-- SUPPLIED ENTRIES follows --
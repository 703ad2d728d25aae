use std::fs;
use std::path::{Path, PathBuf};

fn root() -> PathBuf {
    PathBuf::from(env!("CARGO_MANIFEST_DIR"))
}

fn relative_path(path: &Path) -> String {
    path.strip_prefix(root())
        .unwrap_or(path)
        .to_string_lossy()
        .replace('\\', "/")
}

fn collect_rs_files(dir: &Path, files: &mut Vec<PathBuf>) {
    let entries = fs::read_dir(dir)
        .unwrap_or_else(|e| panic!("failed to read dir {}: {e}", dir.display()));

    for entry in entries {
        let path = entry
            .unwrap_or_else(|e| panic!("failed to read dir entry: {e}"))
            .path();
        if path.is_dir() {
            collect_rs_files(&path, files);
        } else if path.extension().is_some_and(|ext| ext == "rs") {
            files.push(path);
        }
    }
}

/// Every `(file, line number, line)` under `relative_dir` containing one of `patterns`.
pub fn find_lines_containing(
    relative_dir: &str,
    patterns: &[&str],
) -> Vec<(String, usize, String)> {
    let mut files = Vec::new();
    collect_rs_files(&root().join(relative_dir), &mut files);
    files.sort();

    let mut hits = Vec::new();
    for file in files {
        let content = fs::read_to_string(&file)
            .unwrap_or_else(|e| panic!("failed to read {}: {e}", file.display()));
        for (idx, line) in content.lines().enumerate() {
            if patterns.iter().any(|p| line.contains(p)) {
                hits.push((relative_path(&file), idx + 1, line.to_string()));
            }
        }
    }
    hits
}

pub fn path_exists(relative_path: &str) -> bool {
    root().join(relative_path).exists()
}
//! Liquidity retention: how much capital survives an immediate unwind.
//!
//! A position worth `allowance` is modelled as `allowance / range` complete
//! sets. Unwinding means selling those sets back into the visible books. The
//! retention ratio is what the unwind recovers divided by what went in.
//!
//! With one book (yes/no and scalar markets) the whole position is closed
//! in a single pass: sell the long leg into the bids and cover the short leg
//! against the asks.
//!
//! With several books (categorical markets) the position is sold in small
//! increments. Each increment prices every [`UnwindStrategy`] without touching
//! the books, then commits the winner. This is a greedy search; it does not
//! promise a globally optimal unwind.
//!
//! # Examples
//!
//! ```
//! use depthgauge::domain::book::{OutcomeOrderBook, PriceLevel};
//! use depthgauge::domain::market::MarketBounds;
//! use depthgauge::domain::retention::{RetentionCalculator, DEFAULT_SELLING_INCREMENT};
//!
//! let mut books = vec![OutcomeOrderBook::with_levels(
//!     vec![PriceLevel::new(0.5, 5.0)],
//!     vec![PriceLevel::new(0.5, 5.0)],
//! )];
//!
//! let ratio = RetentionCalculator::new()
//!     .retention_ratio(DEFAULT_SELLING_INCREMENT, 5.0, &MarketBounds::unit(), &mut books)
//!     .unwrap();
//! assert!((ratio - 1.0).abs() < 1e-9);
//! ```

use std::iter;

use super::book::{Execution, FillEngine};
use super::error::DomainError;
use super::market::MarketBounds;

/// Complete sets sold per step of the multi-book search.
pub const DEFAULT_SELLING_INCREMENT: f64 = 0.01;

/// Minimum improvement for one strategy to displace another.
pub const DEFAULT_MATERIALITY_EPSILON: f64 = 1e-3;

/// One way to sell an increment of complete sets.
#[derive(Debug, Clone, Copy, PartialEq, Eq)]
pub enum UnwindStrategy {
    /// Sell the long leg into book `i` and cover the short leg against its asks.
    Concentrated(usize),
    /// Sell one share of every outcome into that outcome's bids.
    ///
    /// Only the long leg is priced; no short-leg complement is added.
    Spread,
}

/// Greedy retention-ratio search over one or more outcome books.
#[derive(Debug, Clone, Copy, PartialEq)]
pub struct RetentionCalculator {
    materiality_epsilon: f64,
}

impl Default for RetentionCalculator {
    fn default() -> Self {
        Self::new()
    }
}

impl RetentionCalculator {
    /// Calculator with the default materiality threshold.
    #[must_use]
    pub const fn new() -> Self {
        Self {
            materiality_epsilon: DEFAULT_MATERIALITY_EPSILON,
        }
    }

    /// Calculator with a custom materiality threshold.
    ///
    /// # Errors
    ///
    /// Returns [`DomainError::InvalidEpsilon`] for negative or non-finite values.
    pub fn with_materiality_epsilon(epsilon: f64) -> Result<Self, DomainError> {
        if !epsilon.is_finite() || epsilon < 0.0 {
            return Err(DomainError::InvalidEpsilon { epsilon });
        }
        Ok(Self {
            materiality_epsilon: epsilon,
        })
    }

    #[must_use]
    pub const fn materiality_epsilon(&self) -> f64 {
        self.materiality_epsilon
    }

    /// Fraction of `allowance` recovered by unwinding it into `books`.
    ///
    /// The books are consumed: after the call they hold exactly the liquidity
    /// the unwind left behind. Clone them first to keep the originals.
    ///
    /// # Errors
    ///
    /// Rejects empty `books`, a non-positive or non-finite `allowance` or
    /// `selling_increment`, and bounds that do not describe a positive range.
    pub fn retention_ratio<B: FillEngine>(
        &self,
        selling_increment: f64,
        allowance: f64,
        bounds: &MarketBounds,
        books: &mut [B],
    ) -> Result<f64, DomainError> {
        if books.is_empty() {
            return Err(DomainError::EmptyBooks);
        }
        if !allowance.is_finite() || allowance <= 0.0 {
            return Err(DomainError::NonPositiveAllowance { allowance });
        }
        if !selling_increment.is_finite() || selling_increment <= 0.0 {
            return Err(DomainError::NonPositiveIncrement {
                increment: selling_increment,
            });
        }
        MarketBounds::try_new(bounds.min_price(), bounds.max_price())?;

        let mut complete_sets = bounds.complete_sets(allowance);

        if let [book] = books {
            let proceeds = book.close_long(complete_sets, bounds, Execution::Commit)
                + book.close_short(complete_sets, bounds, Execution::Commit);
            return Ok(proceeds / allowance);
        }

        let mut total_proceeds = 0.0;
        while complete_sets > 0.0 {
            let shares = selling_increment.min(complete_sets);
            let Some((strategy, _)) = self.select_strategy(shares, bounds, books) else {
                // Nothing left that pays; the rest of the position is unrecoverable.
                break;
            };
            total_proceeds += execute(strategy, shares, bounds, books, Execution::Commit);
            complete_sets -= shares;
        }

        Ok(total_proceeds / allowance)
    }

    /// Price every strategy for `shares` without mutating `books`.
    ///
    /// Candidates are tried in order: each concentrated strategy by book
    /// index, then the spread. The first candidate with positive proceeds is
    /// taken; a later one replaces it only when it is better by more than the
    /// materiality threshold. Returns `None` when no candidate pays anything.
    pub fn select_strategy<B: FillEngine>(
        &self,
        shares: f64,
        bounds: &MarketBounds,
        books: &mut [B],
    ) -> Option<(UnwindStrategy, f64)> {
        let candidates = (0..books.len())
            .map(UnwindStrategy::Concentrated)
            .chain(iter::once(UnwindStrategy::Spread));

        let mut best: Option<(UnwindStrategy, f64)> = None;
        for strategy in candidates {
            let estimate = execute(strategy, shares, bounds, books, Execution::DryRun);
            best = match best {
                None if estimate > 0.0 => Some((strategy, estimate)),
                Some((_, incumbent)) if estimate - incumbent > self.materiality_epsilon => {
                    Some((strategy, estimate))
                }
                keep => keep,
            };
        }
        best
    }
}

fn execute<B: FillEngine>(
    strategy: UnwindStrategy,
    shares: f64,
    bounds: &MarketBounds,
    books: &mut [B],
    mode: Execution,
) -> f64 {
    match strategy {
        UnwindStrategy::Concentrated(index) => books.get_mut(index).map_or(0.0, |book| {
            book.close_long(shares, bounds, mode) + book.close_short(shares, bounds, mode)
        }),
        UnwindStrategy::Spread => books
            .iter_mut()
            .map(|book| book.close_long(shares, bounds, mode))
            .sum(),
    }
}
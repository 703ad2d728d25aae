//! Command-line interface definitions.
//!
//! Defines the CLI structure for depthgauge using `clap`. The CLI can watch a
//! snapshot file and keep a summary up to date, analyze a single snapshot, or
//! validate a configuration file.

use std::path::{Path, PathBuf};

use clap::{Args, Parser, Subcommand};

use crate::error::Result;
use crate::infrastructure::config::settings::Config;

/// Configuration file read when `--config` is not given.
pub const DEFAULT_CONFIG_PATH: &str = "config.toml";

/// Prediction market liquidity and retention analysis CLI
#[derive(Parser, Debug)]
#[command(name = "depthgauge")]
#[command(version)]
pub struct Cli {
    /// JSON output for scripting
    #[arg(long, global = true)]
    pub json: bool,

    /// Decrease output verbosity
    #[arg(short, long, global = true)]
    pub quiet: bool,

    /// Override the configured log level (e.g. debug, info, warn)
    #[arg(long, global = true)]
    pub log_level: Option<String>,

    #[command(subcommand)]
    pub command: Commands,
}

/// Top-level subcommands for the depthgauge CLI.
#[derive(Subcommand, Debug)]
pub enum Commands {
    /// Watch the snapshot source and publish a summary for every new block
    Run(RunArgs),

    /// Summarize a single snapshot file and print the result
    Analyze(AnalyzeArgs),

    /// Validate a configuration file
    Check(ConfigArgs),
}

/// Configuration file selection shared by subcommands.
#[derive(Args, Debug, Clone)]
pub struct ConfigArgs {
    /// Path to the configuration file [default: config.toml]
    #[arg(short, long)]
    pub config: Option<PathBuf>,
}

impl ConfigArgs {
    /// The selected path, or [`DEFAULT_CONFIG_PATH`].
    #[must_use]
    pub fn path(&self) -> &Path {
        self.config
            .as_deref()
            .unwrap_or_else(|| Path::new(DEFAULT_CONFIG_PATH))
    }

    /// Load the selected configuration.
    ///
    /// An explicit `--config` must exist. Without it, a missing
    /// [`DEFAULT_CONFIG_PATH`] falls back to defaults.
    ///
    /// # Errors
    ///
    /// Returns an error if the file cannot be read or parsed, or fails
    /// validation.
    #[allow(clippy::result_large_err)]
    pub fn load(&self) -> Result<Config> {
        match &self.config {
            Some(path) => Config::load(path),
            None => Config::load_or_default(DEFAULT_CONFIG_PATH),
        }
    }
}

/// Arguments for the `run` subcommand.
#[derive(Args, Debug, Clone)]
pub struct RunArgs {
    #[command(flatten)]
    pub config: ConfigArgs,

    /// Process the current snapshot once and exit
    #[arg(long)]
    pub once: bool,
}

/// Arguments for the `analyze` subcommand.
#[derive(Args, Debug, Clone)]
pub struct AnalyzeArgs {
    /// Snapshot file to analyze
    pub snapshot: PathBuf,

    #[command(flatten)]
    pub config: ConfigArgs,

    /// Show outcome detail for a single market
    #[arg(short, long)]
    pub market: Option<String>,
}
-- SUPPLIED ENTRIES concluded --
Search the data above for the string "derive" and return every line that has it.

#[derive(Debug, Clone, Copy, PartialEq, Eq)]
#[derive(Debug, Clone, Copy, PartialEq)]
#[derive(Parser, Debug)]
#[derive(Subcommand, Debug)]
#[derive(Args, Debug, Clone)]
#[derive(Args, Debug, Clone)]
#[derive(Args, Debug, Clone)]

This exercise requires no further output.